Because of its length, the piece provides enough material for an entire concert.
Because it required one vocalist and pianist, the two professors decided to put on the piece together.
“This is normally done by one person, these 20 songs, so it was easy for Dr. Niskala and I to put it together and present it in replacement of the one that was missing last semester, since there is supposed to be one every semester,” Fahnestock said.
“Later on, there is one planned for March 29, which is when concert 10 is planned. That will involve students. That way Dr. Niskala can coach the pianists and singers,” Fahnestock continued.
The origins of the piece date back to the Romantic Era in Europe, the movement that existed during the first half of the 19th century in response to the Age of Enlightenment.
A common phenomenon amongst the artist community during this period was the development of Liederspiel, plays composed of songs.
In collaborations, poets and writers would come together and improvise poetry for such plays, each being assigned their own role within the script.
Later these groups would determine what poems were chosen for the play and then hire a composer to write music to each poem.
In the case of “Die Schöne Müllerin,” several poets, including Wilhelm Müller, came together to write a Liederspiel about the courting of a miller’s daughter by several different men aspiring to be her suiter.
Each individual poet on the project was assigned a role, including the miller’s daughter, a gardener, a hunter and the miller’s apprentice.
Because Müller’s name means miller, he was given the role of the miller’s apprentice. Impressing others with his poetry, especially when put to song, Müller tweaked the piece to be given solely by the perspective of a journeying miller, who takes up work at the mill of the miller’s daughter and falls in love.
The condensed story was composed of 23 poems, plus a prologue and epilogue, and was published in 1820.

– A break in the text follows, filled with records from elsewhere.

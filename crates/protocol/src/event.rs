//! Watch notifications from the client and lifecycle events emitted by a session.

use serde::{Deserialize, Serialize};

use crate::types::{EventType, SessionState};

/// Raw `(type, state, path)` triple delivered by the client to a watcher.
///
/// Codes are kept raw so that unknown event types can be reported instead of
/// being rejected at the boundary.
#[derive(Debug, Clone, PartialEq, Eq, Serialize, Deserialize)]
pub struct WatchedEvent {
	#[serde(rename = "type")]
	pub kind: i32,
	pub state: i32,
	pub path: Option<String>,
}

impl WatchedEvent {
	pub fn new(kind: EventType, state: SessionState, path: Option<String>) -> Self {
		Self {
			kind: kind.code(),
			state: state.code(),
			path,
		}
	}

	/// A session-level notification (no path).
	pub fn session(state: SessionState) -> Self {
		WatchedEvent::new(EventType::Session, state, None)
	}

	/// A node-level notification for `path`, observed while connected.
	pub fn node(kind: EventType, path: impl Into<String>) -> Self {
		WatchedEvent::new(kind, SessionState::Connected, Some(path.into()))
	}

	pub fn event_type(&self) -> Option<EventType> {
		EventType::from_code(self.kind)
	}

	pub fn session_state(&self) -> Option<SessionState> {
		SessionState::from_code(self.state)
	}
}

/// Closed set of events a session emits to its subscribers.
#[derive(Debug, Clone, PartialEq, Eq, Serialize, Deserialize)]
#[serde(tag = "event", rename_all = "lowercase")]
pub enum LifecycleEvent {
	Connecting,
	Connect { path: Option<String> },
	Close { code: i32 },
	Created { path: String },
	Deleted { path: String },
	Changed { path: String },
	Child { path: String },
	NotWatching { path: String },
}

impl LifecycleEvent {
	/// Event name as seen by host listeners.
	pub fn name(&self) -> &'static str {
		match self {
			LifecycleEvent::Connecting => "connecting",
			LifecycleEvent::Connect { .. } => "connect",
			LifecycleEvent::Close { .. } => "close",
			LifecycleEvent::Created { .. } => "created",
			LifecycleEvent::Deleted { .. } => "deleted",
			LifecycleEvent::Changed { .. } => "changed",
			LifecycleEvent::Child { .. } => "child",
			LifecycleEvent::NotWatching { .. } => "notwatching",
		}
	}

	/// Path carried by the event, if any.
	pub fn path(&self) -> Option<&str> {
		match self {
			LifecycleEvent::Connecting | LifecycleEvent::Close { .. } => None,
			LifecycleEvent::Connect { path } => path.as_deref(),
			LifecycleEvent::Created { path }
			| LifecycleEvent::Deleted { path }
			| LifecycleEvent::Changed { path }
			| LifecycleEvent::Child { path }
			| LifecycleEvent::NotWatching { path } => Some(path),
		}
	}
}

#[cfg(test)]
mod tests {
	use super::*;

	#[test]
	fn unknown_event_type_is_not_mapped() {
		let event = WatchedEvent {
			kind: 42,
			state: 3,
			path: None,
		};
		assert_eq!(event.event_type(), None);
		assert_eq!(event.session_state(), Some(SessionState::Connected));
	}

	#[test]
	fn lifecycle_event_names() {
		assert_eq!(LifecycleEvent::Connecting.name(), "connecting");
		assert_eq!(LifecycleEvent::Close { code: 0 }.name(), "close");
		assert_eq!(LifecycleEvent::NotWatching { path: "/a".into() }.name(), "notwatching");
		assert_eq!(LifecycleEvent::Child { path: "/a".into() }.path(), Some("/a"));
		assert_eq!(LifecycleEvent::Connect { path: None }.path(), None);
	}

	#[test]
	fn lifecycle_event_serializes_tagged() {
		let value = serde_json::to_value(LifecycleEvent::Close { code: -112 }).unwrap();
		assert_eq!(value["event"], "close");
		assert_eq!(value["code"], -112);
	}
}
//! Host event-loop surface used by a session.
//!
//! A session owns exactly one reactor registration: at most one watched
//! descriptor and one repeating keep-alive timer. Readiness and timer expiry
//! come back through [`Sessions::on_io_ready`](crate::Sessions::on_io_ready)
//! and [`Sessions::on_timer_fire`](crate::Sessions::on_timer_fire).

use std::os::fd::RawFd;
use std::time::{Duration, Instant};

pub trait Reactor {
	/// Starts (or replaces) the descriptor watch.
	fn register_fd(&mut self, fd: RawFd, readable: bool, writable: bool);

	fn unregister_fd(&mut self, fd: RawFd);

	/// Arms the timer to fire after `delay` and then every `interval`.
	fn start_timer(&mut self, delay: Duration, interval: Duration);

	fn stop_timer(&mut self);

	/// Current time on the reactor's clock.
	fn now(&self) -> Instant;
}

/// Keep-alive timer bookkeeping.
///
/// Created on first init and kept across re-initialization; only its armed
/// state changes.
#[derive(Debug, Clone, Copy, Default, PartialEq, Eq)]
pub struct KeepAlive {
	pub armed: bool,
	pub delay: Duration,
}

impl KeepAlive {
	pub fn arm(&mut self, reactor: &mut dyn Reactor, delay: Duration) {
		reactor.start_timer(delay, delay);
		self.armed = true;
		self.delay = delay;
	}

	pub fn disarm(&mut self, reactor: &mut dyn Reactor) {
		if self.armed {
			reactor.stop_timer();
			self.armed = false;
		}
	}
}
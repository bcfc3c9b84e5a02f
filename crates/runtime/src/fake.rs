//! In-memory coordination service and reactor for exercising sessions
//! without a server or an event loop.
//!
//! # Example
//!
//! ```ignore
//! let ensemble = FakeEnsemble::new();
//! let client = ensemble.client();
//! let reactor = RecordingReactor::new();
//!
//! let sessions = Sessions::new();
//! let id = sessions.insert(Box::new(client.clone()), Box::new(reactor.clone()));
//! sessions.with(id, |s| s.init(&SessionConfig::new("fake:2181")))??;
//!
//! // Deliver the scripted `Connected` event.
//! sessions.on_io_ready(id, Ok(Readiness::READABLE))?;
//! ```
//!
//! Every processing step first hands out queued events (scripted session
//! events and watch notifications), then answers every queued request in
//! submission order. Requests are only answered once the connection has
//! reached `Connected`.

use std::collections::{BTreeMap, BTreeSet, HashMap, VecDeque};
use std::io;
use std::os::fd::RawFd;
use std::sync::Arc;
use std::time::{Duration, Instant, SystemTime, UNIX_EPOCH};

use parking_lot::Mutex;
use zk_protocol::{Acl, ClientId, ErrorCode, EventType, Interest, PASSWORD_LEN, SessionState, WatchedEvent, create_flags};

use crate::client::{Connection, CoordinationClient, Deliveries, Delivery, OpenRequest, Operation, Reply, Watch};
use crate::codec;
use crate::native::{InterestQuery, RawStat};
use crate::reactor::Reactor;
use crate::registry::RequestToken;

/// Descriptor reported by fake connections unless overridden.
pub const FAKE_FD: RawFd = 1_000;

const FIRST_SESSION_ID: i64 = 0x1_5a2b_0000_0000;

/// Shared in-memory node tree. Clones share state.
#[derive(Clone)]
pub struct FakeEnsemble {
	state: Arc<Mutex<EnsembleState>>,
}

impl FakeEnsemble {
	pub fn new() -> Self {
		let mut nodes = BTreeMap::new();
		nodes.insert("/".to_string(), Node::new(Vec::new(), vec![Acl::open_unsafe()], 0, 0));
		Self {
			state: Arc::new(Mutex::new(EnsembleState {
				nodes,
				zxid: 0,
				next_session: FIRST_SESSION_ID,
				clients: Vec::new(),
				data_watches: HashMap::new(),
				child_watches: HashMap::new(),
				fired: Vec::new(),
			})),
		}
	}

	/// Creates a client that opens connections against this ensemble.
	pub fn client(&self) -> FakeClient {
		let mut state = self.state.lock();
		state.clients.push(ClientSlot::new());
		FakeClient {
			state: Arc::clone(&self.state),
			index: state.clients.len() - 1,
		}
	}

	/// Creates a persistent node (and any missing parents) outside any session.
	pub fn seed(&self, path: &str, data: &[u8]) {
		let mut state = self.state.lock();
		let mut prefix = String::new();
		let segments: Vec<&str> = path.split('/').filter(|s| !s.is_empty()).collect();
		for (i, segment) in segments.iter().enumerate() {
			prefix.push('/');
			prefix.push_str(segment);
			if state.nodes.contains_key(&prefix) {
				continue;
			}
			let payload: &[u8] = if i + 1 == segments.len() { data } else { &[] };
			let _ = state.create(&prefix, payload, &[Acl::open_unsafe()], create_flags::PERSISTENT, 0);
		}
		state.fired.clear();
	}

	pub fn exists(&self, path: &str) -> bool {
		self.state.lock().nodes.contains_key(path)
	}

	pub fn data(&self, path: &str) -> Option<Vec<u8>> {
		self.state.lock().nodes.get(path).map(|node| node.data.clone())
	}

	pub fn stat(&self, path: &str) -> Option<RawStat> {
		self.state.lock().nodes.get(path).map(|node| node.stat)
	}

	pub fn acl(&self, path: &str) -> Option<Vec<Acl>> {
		self.state.lock().nodes.get(path).map(|node| node.acl.clone())
	}

	pub fn children(&self, path: &str) -> Option<Vec<String>> {
		self.state.lock().nodes.get(path).map(|node| node.children.iter().cloned().collect())
	}
}

impl Default for FakeEnsemble {
	fn default() -> Self {
		Self::new()
	}
}

/// Client handle and controller for one session's connections.
///
/// The session owns one clone (as its [`CoordinationClient`]); the test keeps
/// another to script events and inspect what happened.
#[derive(Clone)]
pub struct FakeClient {
	state: Arc<Mutex<EnsembleState>>,
	index: usize,
}
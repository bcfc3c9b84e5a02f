use serde::{Deserialize, Serialize};

use crate::types::perms;

/// One access-control entry in its host shape.
#[derive(Debug, Clone, PartialEq, Eq, Hash, Serialize, Deserialize)]
pub struct Acl {
	pub scheme: String,
	/// Identity within the scheme (`anyone`, a digest, an address range...).
	#[serde(rename = "auth")]
	pub id: String,
	pub perms: i32,
}

impl Acl {
	pub fn new(scheme: impl Into<String>, id: impl Into<String>, perms: i32) -> Self {
		Self {
			scheme: scheme.into(),
			id: id.into(),
			perms,
		}
	}

	/// `world:anyone` with every permission.
	pub fn open_unsafe() -> Self {
		Acl::new("world", "anyone", perms::ALL)
	}

	/// `world:anyone` with read permission only.
	pub fn read_unsafe() -> Self {
		Acl::new("world", "anyone", perms::READ)
	}

	/// Every permission for whoever authenticated the creating session.
	pub fn creator_all() -> Self {
		Acl::new("auth", "", perms::ALL)
	}
}

#[cfg(test)]
mod tests {
	use super::*;

	#[test]
	fn well_known_entries() {
		assert_eq!(Acl::open_unsafe(), Acl::new("world", "anyone", 31));
		assert_eq!(Acl::read_unsafe(), Acl::new("world", "anyone", 1));
		assert_eq!(Acl::creator_all(), Acl::new("auth", "", 31));
	}

	#[test]
	fn identity_serializes_as_auth() {
		let value = serde_json::to_value(Acl::open_unsafe()).unwrap();
		assert_eq!(value["scheme"], "world");
		assert_eq!(value["auth"], "anyone");
		assert_eq!(value["perms"], 31);
	}
}
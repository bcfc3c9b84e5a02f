//! Event-loop driven client sessions for ZooKeeper-style coordination services.
//!
//! A [`ZooKeeper`] handle owns one session inside a [`Sessions`] arena. Every
//! operation is asynchronous: the call validates its arguments and issues the
//! request, and the outcome arrives later through the callback, on the thread
//! that drives the reactor.
//!
//! ```ignore
//! use zk::{SessionConfig, ZooKeeper, create_flags};
//! use zk::host::{TokioReactor, drive};
//!
//! let reactor = TokioReactor::new();
//! let zk = ZooKeeper::new(client, reactor.clone());
//! zk.init(&SessionConfig::new("localhost:2181"))?;
//! zk.create("/app", b"", create_flags::PERSISTENT, |status, path| {
//!     println!("{status:?} {path:?}");
//! })?;
//! drive(zk.sessions(), zk.id(), &reactor).await?;
//! ```

pub mod discovery;
pub mod zookeeper;

pub use discovery::{DEFAULT_WEIGHT, Member, MemberError, ServiceDirectory};
pub use zk_protocol::{
	Acl, ClientId, DebugLevel, ErrorClass, ErrorCode, EventType, Interest, LifecycleEvent, SessionState, Stat, Status, WatchedEvent, create_flags,
	perms,
};
#[cfg(unix)]
pub use zk_runtime::host;
pub use zk_runtime::{CoordinationClient, Error, Reactor, Readiness, Result, SessionConfig, SessionId, Sessions, fake};
pub use zookeeper::ZooKeeper;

Eventually Schubert found the published poems and wrote a composition for it between 1823 and 1824 and further condensed the story down to 20 poems, excluding the other three poems, the prologue and the epilogue.
The basic story of “Die Schöne Müllerin” encompasses the journey of a recently educated miller, who has left his master in order to find work at another mill.
During his journey, the miller encounters a brook, which he believes speaks to him and instructs him on what to do. He travels along the brook that eventually leads to a mill, where he picks up work.
The journeying miller becomes infatuated with the daughter of the mill’s owner, becoming delusional that a romance, which is not there, exists between the two of them, and that the brook led him here for that reason.
However, a hunter soon comes along and takes up the interest of the miller’s love interest.
Becoming jealous and eventually depressed, the miller drowns himself in the brook, which he believes will keep him safe from the distresses of the world.